If you have a use for any functionality which is missing, you can either
code it yourself and email me a patch, or describe: what you need, what
the point of it all is, how it will be tested (eg. can I have shell access
to your system?) and hopefully I'll want to help.
API
One uniform API does not fit all the modules, especially the hardware
V4L2 module, which can't be fast forwarded (without a black hole or two)
and does not fit easily with traditional programming where everything is
seen as predictable and repeatable, because it is a software TV interface and
needs a human eye to set the colour balance etc. However, this is what I'm
aiming at.
open
mapping open(string "file_name", string "r", mapping spec)
Open file for read. An input mapping with the specification: frames
per second, width, height etc. is really only necessary for the hardware
module. The module may change the values to defaults, or best effort. The
mapping returned is the specification in use.
int open(string "file_name", string "w", mapping spec)
Open file for write. The mapping spec should use the same indices
as the open for read, so passing the mapping from opening an input file
into opening an output file will always give a file with the same format.
1 is returned on success, 0 on failure.
close
int close()
Close file or device.1 is returned on success, 0 on failure.
get_frame
string get_frame()
Video files contain the data of each image, one after the other,
encoded and compressed. This function returns the encoded form in a string.
This is useful, because we often do not need to decompress to the image.
If know that this frame should be copied into the output file we can
simply put the frame and save encoding and decoding. Even if we need to
display the image, if no change is made to the image we can still save
the CPU time for re-encoding if image is not changed. Also, unless the
encoding is done to exactly the same quality each time, decoding followed
be re-encoding will slightly reduce the image quality.
It would be nice to do this automaticly, eg with frames passed as a mapping,
with Pike decoding and encoding when needed, rather like it casts automaticly.

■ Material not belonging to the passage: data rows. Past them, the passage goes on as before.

// SPDX-FileCopyrightText: 2026 Courier Contributors
// SPDX-License-Identifier: MIT OR Apache-2.0

//! Courier command-line client.

mod queue;
mod status;

use std::path::PathBuf;
use std::process::ExitCode;
use std::sync::Arc;

use clap::{Parser, Subcommand};
use courier::Courier;
use courier::shutdown::install_signal_handler;
use courier_config::CourierConfig;
use courier_core::{
    CourierError, DeliveryStrategy, RetryDiscipline, StrategyKind, SubmitRequest, Submission,
    Transport, UserOutcome, fetch_timeline,
};
use courier_transport::HttpTransport;
use tokio::io::{AsyncBufReadExt, BufReader};
use tracing::error;

/// Deliver posts to the remote service.
#[derive(Parser, Debug)]
#[command(name = "courier", version, about, long_about = None)]
struct Cli {
    /// Read configuration from this file instead of the default locations.
    #[arg(long, global = true)]
    config: Option<PathBuf>,

    #[command(subcommand)]
    command: Commands,
}

#[derive(Subcommand, Debug)]
enum Commands {
    /// Print the remote timeline.
    Timeline,
    /// Submit one post.
    Submit {
        text: String,
        /// Override `[delivery] strategy`.
        #[arg(long)]
        strategy: Option<StrategyKind>,
        /// Retry discipline for level2.
        #[arg(long)]
        discipline: Option<RetryDiscipline>,
        /// Media file for level3.
        #[arg(long)]
        media: Option<PathBuf>,
    },
    /// Recover interrupted jobs and drain the durable queue.
    Queue,
    /// Show configuration and persisted delivery state.
    Status {
        /// Emit JSON.
        #[arg(long)]
        json: bool,
    },
}

#[tokio::main]
async fn main() -> ExitCode {
    let cli = Cli::parse();

    let loaded = match &cli.config {
        Some(path) => courier_config::load_and_validate_path(path),
        None => courier_config::load_and_validate(),
    };
    let config = match loaded {
        Ok(config) => config,
        Err(errors) => {
            courier_config::render_errors(&errors);
            return ExitCode::FAILURE;
        }
    };
    init_tracing(&config.client.log_level);

    let result = match cli.command {
        Commands::Timeline => run_timeline(&config).await,
        Commands::Submit {
            text,
            strategy,
            discipline,
            media,
        } => run_submit(&config, text, strategy, discipline, media).await,
        Commands::Queue => queue::run_queue(&config).await,
        Commands::Status { json } => status::run_status(&config, json).await,
    };

    match result {
        Ok(()) => ExitCode::SUCCESS,
        Err(e) => {
            error!(error = %e, "command failed");
            eprintln!("courier: {e}");
            ExitCode::FAILURE
        }
    }
}

async fn run_timeline(config: &CourierConfig) -> Result<(), CourierError> {
    let transport = HttpTransport::from_config(&config.client)?;
    let items = fetch_timeline(&transport).await?;
    if items.is_empty() {
        println!("(timeline is empty)");
    }
    for item in items {
        println!("{}  [{}]  {}", item.id, item.level, item.text);
    }
    Ok(())
}

async fn run_submit(
    config: &CourierConfig,
    text: String,
    strategy: Option<StrategyKind>,
    discipline: Option<RetryDiscipline>,
    media: Option<PathBuf>,
) -> Result<(), CourierError> {
    let cancel = install_signal_handler();
    let transport: Arc<dyn Transport> = Arc::new(HttpTransport::from_config(&config.client)?);
    let kind = strategy.unwrap_or(config.delivery.strategy);
    let courier = Courier::build(config, kind, transport, cancel.clone()).await?;

    let mut request = SubmitRequest::new(text);
    request.discipline = discipline;
    request.media = media;

    let submission = loop {
        let result = courier.submit(request.clone()).await;
        match UserOutcome::from_result(&result) {
            UserOutcome::Success => break result?,
            UserOutcome::RetryPrompt { payload } => {
                if let Err(e) = &result {
                    eprintln!("courier: {e}");
                }
                if !confirm(&format!("retry \"{payload}\"? [y/N] ")).await? {
                    return Err(CourierError::Terminal("retry declined".into()));
                }
                request.text = payload;
            }
            UserOutcome::Error { .. } => return result.map(|_| ()),
        }
    };

    match submission {
        Submission::Delivered(item) => println!("delivered {} [{}]", item.id, item.level),
        Submission::Dropped => println!("dropped: the single attempt failed"),
        Submission::Queued { job_id } => {
            let outstanding = match courier.queue() {
                Some(queue) => queue::wait_for_queue(queue, &cancel).await?,
                None => 0,
            };
            println!("queued job {job_id}; {outstanding} outstanding");
        }
    }
    Ok(())
}

/// Asks a yes/no question on stdin. Anything but `y`/`yes` is a no.
async fn confirm(prompt: &str) -> Result<bool, CourierError> {
    eprint!("{prompt}");
    let mut line = String::new();
    BufReader::new(tokio::io::stdin())
        .read_line(&mut line)
        .await?;
    Ok(matches!(line.trim().to_ascii_lowercase().as_str(), "y" | "yes"))
}

/// Installs the global subscriber. `RUST_LOG` wins over `log_level`.
fn init_tracing(log_level: &str) {
    use tracing_subscriber::EnvFilter;

    let filter = EnvFilter::try_from_default_env()
        .unwrap_or_else(|_| EnvFilter::new(format!("courier={log_level},warn")));

    tracing_subscriber::fmt()
        .with_env_filter(filter)
        .with_target(true)
        .with_writer(std::io::stderr)
        .init();
}
// SPDX-FileCopyrightText: 2026 Courier Contributors
// SPDX-License-Identifier: MIT OR Apache-2.0

//! Background transfer bridge.
//!
//! A chunk upload is handed to a [`BackgroundSession`], which may finish it
//! long after the initiating call, or in a later process. Sessions report
//! back through [`TransferEvent`]s on one channel; a single pump task matches
//! each terminal event to the awaiting caller by task id.

use std::collections::HashMap;
use std::io::ErrorKind;
use std::path::{Path, PathBuf};
use std::sync::Arc;

use courier_core::types::HttpResponse;
use courier_core::{CourierError, ProgressCallback};
use tokio::sync::{Mutex, mpsc, oneshot};
use tracing::{debug, info, warn};

/// Result delivered for one chunk task.
pub type ChunkResult = Result<HttpResponse, CourierError>;

/// What a background session needs to upload one staged chunk.
#[derive(Debug, Clone)]
pub struct ChunkRequest {
    /// Stable per-chunk identifier, `{session_id}@{offset}`.
    pub task_id: String,
    /// Request path relative to the transport base URL.
    pub path: String,
    pub headers: Vec<(String, String)>,
}

impl ChunkRequest {
    pub fn task_id_for(session_id: &str, offset: u64) -> String {
        format!("{session_id}@{offset}")
    }
}

/// Events a background session reports.
#[derive(Debug)]
pub enum TransferEvent {
    Progress {
        task_id: String,
        sent: u64,
        total: u64,
    },
    /// Exactly one per started task. `Ok` carries whatever the server
    /// answered, including non-2xx statuses.
    Completed { task_id: String, result: ChunkResult },
    /// The system has delivered every event queued for the current wake.
    EventsDrained,
}

/// The mechanism that actually moves bytes.
///
/// `start` returns immediately; the session later sends zero or more
/// `Progress` events and then exactly one `Completed` for the task on
/// `events`.
pub trait BackgroundSession: Send + Sync + 'static {
    fn start(
        &self,
        request: ChunkRequest,
        file: PathBuf,
        events: mpsc::UnboundedSender<TransferEvent>,
    );
}

struct PendingChunk {
    completion: oneshot::Sender<ChunkResult>,
    progress: Option<ProgressCallback>,
    file: PathBuf,
}

type PendingMap = Arc<Mutex<HashMap<String, PendingChunk>>>;
type UnclaimedMap = Arc<Mutex<HashMap<String, ChunkResult>>>;
type WakeCompletion = Arc<Mutex<Option<Box<dyn FnOnce() + Send>>>>;

/// Turns asynchronous per-chunk events into one awaited result per chunk.
///
/// Construct once per process with [`TransferBridge::start`] and share the
/// returned `Arc`.
pub struct TransferBridge {
    session: Arc<dyn BackgroundSession>,
    staging_dir: PathBuf,
    pending: PendingMap,
    unclaimed: UnclaimedMap,
    wake_completion: WakeCompletion,
    events: mpsc::UnboundedSender<TransferEvent>,
}

impl TransferBridge {
    /// Creates the bridge and spawns its event pump on the current runtime.
    pub fn start(session: Arc<dyn BackgroundSession>, staging_dir: impl Into<PathBuf>) -> Arc<Self> {
        let (events, rx) = mpsc::unbounded_channel();
        let bridge = Arc::new(Self {
            session,
            staging_dir: staging_dir.into(),
            pending: Arc::new(Mutex::new(HashMap::new())),
            unclaimed: Arc::new(Mutex::new(HashMap::new())),
            wake_completion: Arc::new(Mutex::new(None)),
            events,
        });

        tokio::spawn(event_pump(
            rx,
            bridge.staging_dir.clone(),
            bridge.pending.clone(),
            bridge.unclaimed.clone(),
            bridge.wake_completion.clone(),
        ));
        bridge
    }

    pub fn staging_dir(&self) -> &Path {
        &self.staging_dir
    }

    /// Path of the staged file for `task_id`.
    pub fn staged_path(&self, task_id: &str) -> PathBuf {
        staged_path(&self.staging_dir, task_id)
    }

    /// Writes `bytes` to the staged file for `task_id` and returns its path.
    pub async fn stage(&self, task_id: &str, bytes: &[u8]) -> Result<PathBuf, CourierError> {
        tokio::fs::create_dir_all(&self.staging_dir).await?;
        let path = self.staged_path(task_id);
        tokio::fs::write(&path, bytes).await?;
        Ok(path)
    }

    /// Uploads the staged `file` and waits for its terminal event.
    ///
    /// `file` is deleted once the task resolves, whatever the outcome. A
    /// non-2xx answer resolves as [`CourierError::Http`].
    pub async fn upload_chunk(
        &self,
        request: ChunkRequest,
        file: PathBuf,
        on_progress: Option<ProgressCallback>,
    ) -> ChunkResult {
        let task_id = request.task_id.clone();
        let (tx, rx) = oneshot::channel();
        {
            let mut pending = self.pending.lock().await;
            if pending.contains_key(&task_id) {
                drop(pending);
                remove_staged(&file).await;
                return Err(CourierError::Internal(format!(
                    "chunk task {task_id} is already in flight"
                )));
            }
            pending.insert(
                task_id.clone(),
                PendingChunk {
                    completion: tx,
                    progress: on_progress,
                    file: file.clone(),
                },
            );
        }

        debug!(task_id = %task_id, "starting chunk transfer");
        self.session.start(request, file, self.events.clone());

        match rx.await {
            Ok(result) => result,
            Err(_) => Err(CourierError::Internal(format!(
                "transfer bridge stopped before chunk task {task_id} resolved"
            ))),
        }
    }

    /// Removes and returns the outcome of a task that completed with nobody
    /// waiting for it.
    pub async fn take_unclaimed(&self, task_id: &str) -> Option<ChunkResult> {
        self.unclaimed.lock().await.remove(task_id)
    }

    /// Drops every unclaimed outcome belonging to `session_id`. Returns how
    /// many were dropped.
    pub async fn discard_session(&self, session_id: &str) -> usize {
        let prefix = format!("{session_id}@");
        let mut unclaimed = self.unclaimed.lock().await;
        let before = unclaimed.len();
        unclaimed.retain(|task_id, _| !task_id.starts_with(&prefix));
        let dropped = before - unclaimed.len();
        if dropped > 0 {
            debug!(session_id, dropped, "discarded unclaimed chunk outcomes");
        }
        dropped
    }

    /// Registers the system callback for the current background wake. It is
    /// invoked once the session reports [`TransferEvent::EventsDrained`].
    pub async fn handle_background_wake(&self, completion: Box<dyn FnOnce() + Send>) {
        info!("background transfer wake registered");
        *self.wake_completion.lock().await = Some(completion);
    }

    /// Sender for system-delivered events, e.g. completions replayed after a
    /// relaunch.
    pub fn event_sender(&self) -> mpsc::UnboundedSender<TransferEvent> {
        self.events.clone()
    }

    pub async fn pending_count(&self) -> usize {
        self.pending.lock().await.len()
    }
}

fn staged_path(dir: &Path, task_id: &str) -> PathBuf {
    let name: String = task_id
        .chars()
        .map(|c| if c.is_ascii_alphanumeric() || c == '-' || c == '_' { c } else { '_' })
        .collect();
    dir.join(format!("{name}.chunk"))
}

async fn remove_staged(file: &Path) {
    match tokio::fs::remove_file(file).await {
        Ok(()) => {}
        Err(e) if e.kind() == ErrorKind::NotFound => {}
        Err(e) => warn!(file = %file.display(), error = %e, "failed to remove staged chunk"),
    }
}

fn into_chunk_result(result: ChunkResult) -> ChunkResult {
    result.and_then(HttpResponse::error_for_status)
}

async fn event_pump(
    mut rx: mpsc::UnboundedReceiver<TransferEvent>,
    staging_dir: PathBuf,
    pending: PendingMap,
    unclaimed: UnclaimedMap,
    wake_completion: WakeCompletion,
) {
    while let Some(event) = rx.recv().await {
        match event {
            TransferEvent::Progress {
                task_id,
                sent,
                total,
            } => {
                let progress = pending
                    .lock()
                    .await
                    .get(&task_id)
                    .and_then(|p| p.progress.clone());
                if let Some(progress) = progress {
                    progress(sent, total);
                }
            }
            TransferEvent::Completed { task_id, result } => {
                let result = into_chunk_result(result);
                let entry = pending.lock().await.remove(&task_id);
                match entry {
                    Some(chunk) => {
                        remove_staged(&chunk.file).await;
                        if let Err(result) = chunk.completion.send(result) {
                            debug!(task_id = %task_id, "chunk awaiter is gone; keeping outcome");
                            unclaimed.lock().await.insert(task_id, result);
                        }
                    }
                    None => {
                        info!(task_id = %task_id, "completion for a task with no awaiter");
                        remove_staged(&staged_path(&staging_dir, &task_id)).await;
                        unclaimed.lock().await.insert(task_id, result);
                    }
                }
            }
            TransferEvent::EventsDrained => {
                if let Some(completion) = wake_completion.lock().await.take() {
                    debug!("background events drained; signalling wake completion");
                    completion();
                }
            }
        }
    }
    debug!("transfer event pump stopped");
}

Anyone got any ideas how to do that? preferably without rewriting all the
Image modules. Also we could partially reuse the encoded frame if we could
track which sections of the image have been changed, if we eg add a logo
or sub titles.
decode_image
object image decode_image(string frame)
Decodes a frame in its compressed form to a Pike image
put_frame
int put_frame(string frame)
Put an already encoded frame into an output file.
get_image
object image get_image()
Get the next frame as a Pike image object.
encode_image
string encode_image(object image)
Returns a string with the image in the encoded form required by the
file or device.
put_image
int put_image(object image)
Encodes an image and adds it to the file
Forward
int forward(int frames)
Moves a number of frames forward (or backwards if negative) through
the file. Returns 1 on success, -1 when the move is not possible eg. end of
file and -2 when not supported eg in the case of physical cameras
Modules
Either here or coming are modules for:
V4L2 which is the standard API for
the Linux 2.6 kernel.
MJPEG which is a format
used by a set of tools using a .avi file standard.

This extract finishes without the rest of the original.